Delivered on-site as a concentrated material, 3-D Microemulsion is then emulsified with water forming an easy to handle and pump microemulsion with a relatively high hydrophilic/lipophilic balance (HLB). This high HLB allows dilute 3-D Microemulsion suspensions to be well distributed across contaminant plumes without high injection costs.

Purpose

3-D Microemulsion produces a sequential, staged release of its electron donor components (Figure 2). This staged fermentation provides an immediate, mid-range and long-term, controlled-release supply of hydrogen (electron donor) to fuel the reductive dechlorination process.

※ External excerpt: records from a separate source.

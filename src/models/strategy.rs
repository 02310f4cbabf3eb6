use serde::{Deserialize, Serialize};

/// One scored strategy template with its derived price levels.
///
/// `strategy` keeps exactly the template name the caller supplied, even when
/// the ranker scored it through the default profile arm. All numeric fields
/// are rounded to two decimals.
#[derive(Debug, Clone, PartialEq, Serialize, Deserialize)]
pub struct StrategyResult {
    pub ticker: String,
    pub strategy: String,
    pub score: f64,
    pub entry: f64,
    pub stop: f64,
    pub target: f64,
    pub reasons: Vec<String>,
}
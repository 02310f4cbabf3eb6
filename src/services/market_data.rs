//! Provider interfaces for future data source integration.

use std::collections::BTreeMap;

use crate::models::Candle;

/// Source of ordered OHLCV history for a ticker.
///
/// Implementations own caching and fallback; the returned series must have
/// strictly increasing, duplicate-free timestamps.
pub trait PriceHistoryProvider {
    fn get_candles(
        &self,
        ticker: &str,
        limit: usize,
    ) -> Result<Vec<Candle>, Box<dyn std::error::Error>>;
}

/// Source of named fundamental metrics for a ticker.
///
/// Recognized scoring keys are `market_cap`, `pe_ratio`, `roe`,
/// `debt_to_equity`, `promoter_holding`, `sales_growth_3y`,
/// `profit_growth_3y`; extra keys pass through to display untouched.
pub trait FundamentalsProvider {
    fn get_metrics(&self, ticker: &str)
        -> Result<BTreeMap<String, f64>, Box<dyn std::error::Error>>;
}

pub struct PlaceholderPriceHistoryProvider;

impl PriceHistoryProvider for PlaceholderPriceHistoryProvider {
    fn get_candles(
        &self,
        _ticker: &str,
        _limit: usize,
    ) -> Result<Vec<Candle>, Box<dyn std::error::Error>> {
        Ok(Vec::new())
    }
}

pub struct PlaceholderFundamentalsProvider;

impl FundamentalsProvider for PlaceholderFundamentalsProvider {
    fn get_metrics(
        &self,
        _ticker: &str,
    ) -> Result<BTreeMap<String, f64>, Box<dyn std::error::Error>> {
        Ok(BTreeMap::new())
    }
}
//! Unit tests for the indicator enrichment engine

use chrono::{Duration, TimeZone, Utc};
use equitix::config::IndicatorConfig;
use equitix::indicators::{compute, IndicatorError};
use equitix::models::Candle;

fn create_test_candles(count: usize, base_price: f64, step: f64) -> Vec<Candle> {
    let start = Utc.with_ymd_and_hms(2025, 1, 1, 0, 0, 0).unwrap();
    (0..count)
        .map(|i| {
            let close = base_price + i as f64 * step;
            Candle::new(
                close - 0.1,
                close + 0.5,
                close - 0.7,
                close,
                1_000.0,
                start + Duration::days(i as i64),
            )
        })
        .collect()
}

#[test]
fn test_empty_input() {
    let out = compute(&[], &IndicatorConfig::default()).unwrap();
    assert!(out.is_empty());
}

#[test]
fn test_insufficient_history_returns_empty() {
    // Largest default window is 20; 19 periods cannot fill it.
    let candles = create_test_candles(19, 100.0, 0.5);
    let out = compute(&candles, &IndicatorConfig::default()).unwrap();
    assert!(out.is_empty());
}

#[test]
fn test_warmup_rows_are_dropped() {
    let candles = create_test_candles(60, 100.0, 0.5);
    let out = compute(&candles, &IndicatorConfig::default()).unwrap();
    // First 19 rows lack at least one 20-period column.
    assert_eq!(out.len(), 41);
    assert_eq!(out[0].timestamp, candles[19].timestamp);

    let candles = create_test_candles(20, 100.0, 0.5);
    let out = compute(&candles, &IndicatorConfig::default()).unwrap();
    assert_eq!(out.len(), 1);
}

#[test]
fn test_monotonic_uptrend_maxes_rsi_and_macd() {
    let candles = create_test_candles(120, 100.0, 0.5);
    let out = compute(&candles, &IndicatorConfig::default()).unwrap();
    let last = out.last().unwrap();
    // No down periods: average loss is zero, RSI forced to 100.
    assert_eq!(last.rsi, 100.0);
    assert!(last.macd > last.macd_signal);
    assert!(last.macd > 0.0);
}

#[test]
fn test_column_values_on_last_row() {
    let candles = create_test_candles(60, 100.0, 0.5);
    let out = compute(&candles, &IndicatorConfig::default()).unwrap();
    let last = out.last().unwrap();

    let closes: Vec<f64> = candles[40..].iter().map(|c| c.close).collect();
    let expected_sma = closes.iter().sum::<f64>() / 20.0;
    assert!((last.sma - expected_sma).abs() < 1e-9);

    let expected_resistance = candles[40..]
        .iter()
        .map(|c| c.high)
        .fold(f64::NEG_INFINITY, f64::max);
    let expected_support = candles[40..].iter().map(|c| c.low).fold(f64::INFINITY, f64::min);
    assert!((last.resistance - expected_resistance).abs() < 1e-9);
    assert!((last.support - expected_support).abs() < 1e-9);

    assert!(last.bb_upper > last.bb_lower);
    assert!(last.stoch_k >= 0.0 && last.stoch_k <= 100.0);
    assert!(last.stoch_d >= 0.0 && last.stoch_d <= 100.0);

    // High-low span is 1.2, gap to previous close is step + 0.5 = 1.0
    assert!((last.atr - 1.2).abs() < 1e-9);
}

#[test]
fn test_flat_series_has_undefined_stochastic() {
    // Identical bars leave the high/low range empty, so %K never defines
    // and every row is dropped.
    let start = Utc.with_ymd_and_hms(2025, 1, 1, 0, 0, 0).unwrap();
    let candles: Vec<Candle> = (0..60)
        .map(|i| Candle::new(100.0, 100.0, 100.0, 100.0, 1_000.0, start + Duration::days(i)))
        .collect();
    let out = compute(&candles, &IndicatorConfig::default()).unwrap();
    assert!(out.is_empty());
}

#[test]
fn test_unordered_timestamps_are_malformed() {
    let mut candles = create_test_candles(30, 100.0, 0.5);
    let ts = candles[5].timestamp;
    candles[5].timestamp = candles[6].timestamp;
    candles[6].timestamp = ts;
    let err = compute(&candles, &IndicatorConfig::default()).unwrap_err();
    assert!(matches!(err, IndicatorError::MalformedSeries(_)));
}

#[test]
fn test_duplicate_timestamps_are_malformed() {
    let mut candles = create_test_candles(30, 100.0, 0.5);
    candles[10].timestamp = candles[9].timestamp;
    assert!(compute(&candles, &IndicatorConfig::default()).is_err());
}

#[test]
fn test_ohlc_bounds_are_enforced() {
    let mut candles = create_test_candles(30, 100.0, 0.5);
    candles[3].high = candles[3].close - 1.0;
    assert!(compute(&candles, &IndicatorConfig::default()).is_err());

    let mut candles = create_test_candles(30, 100.0, 0.5);
    candles[7].volume = -1.0;
    assert!(compute(&candles, &IndicatorConfig::default()).is_err());

    let mut candles = create_test_candles(30, 100.0, 0.5);
    candles[2].close = f64::NAN;
    assert!(compute(&candles, &IndicatorConfig::default()).is_err());
}
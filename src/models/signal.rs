use serde::{Deserialize, Serialize};
use std::collections::BTreeMap;

/// Chart pattern a detector can report.
#[derive(Debug, Clone, Copy, PartialEq, Eq, Serialize, Deserialize)]
#[serde(rename_all = "snake_case")]
pub enum SignalKind {
    Breakout,
    DoubleTop,
    DoubleBottom,
}

impl SignalKind {
    pub fn as_str(&self) -> &'static str {
        match self {
            SignalKind::Breakout => "breakout",
            SignalKind::DoubleTop => "double_top",
            SignalKind::DoubleBottom => "double_bottom",
        }
    }
}

#[derive(Debug, Clone, Copy, PartialEq, Eq, Serialize, Deserialize)]
#[serde(rename_all = "lowercase")]
pub enum SignalDirection {
    Bullish,
    Bearish,
}

/// One detected pattern with its numeric evidence.
///
/// `details` uses a BTreeMap so serialized output and reason assembly stay
/// deterministic across calls.
#[derive(Debug, Clone, PartialEq, Serialize, Deserialize)]
pub struct Signal {
    pub ticker: String,
    pub indicator: SignalKind,
    pub direction: SignalDirection,
    pub score: f64,
    pub details: BTreeMap<String, f64>,
}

Stage 1 - the immediately available free lactic acid (lactate) is fermented rapidly

Stage 2 - the controlled-release lactic acid (polylactate ester based portion) is metabolized at a more controlled rate

Stage 3 - the free fatty acids and fatty acid esters are converted to hydrogen over a mid to long-range timeline giving 3-D Microemulsion an exceptionally long electron donor release profile

Longevity

Typical 3-D Microemulsion single application longevity is rated at periods of up to 3 to 4 years. With 4 years occurring under optimal conditions, e.g. low permeability, low consumption environments.

Functionality

3-D Microemulsion applications can be configured in several different ways including: grids, barriers and excavations. The material itself can be applied to the subsurface through the use of direct-push injection, hollow-stem auger, existing wells or re-injection wells.

3-D Microemulsion is typically applied in high-volumes as an emulsified, micellar suspension (microemulsion). The microemulsion is easily pumped into the subsurface and is produced on-site by mixing specified volumes of water and delivered 3-D Microemulsion concentrate.

3-D Microemulsion is usually applied throughout the entire vertical thickness of the determined treatment area. Once injected, the emulsified material moves out into the subsurface pore spaces forming micelles and moving via micellar transport, eventually coating most all available surfaces, these structures provide the added benefit of increased distribution via migration to areas of lower concentration. Over time the released soluble components of 3-D Microemulsion are distributed within the aquifer via the physical process of advection and the concentration driven forces of diffusion.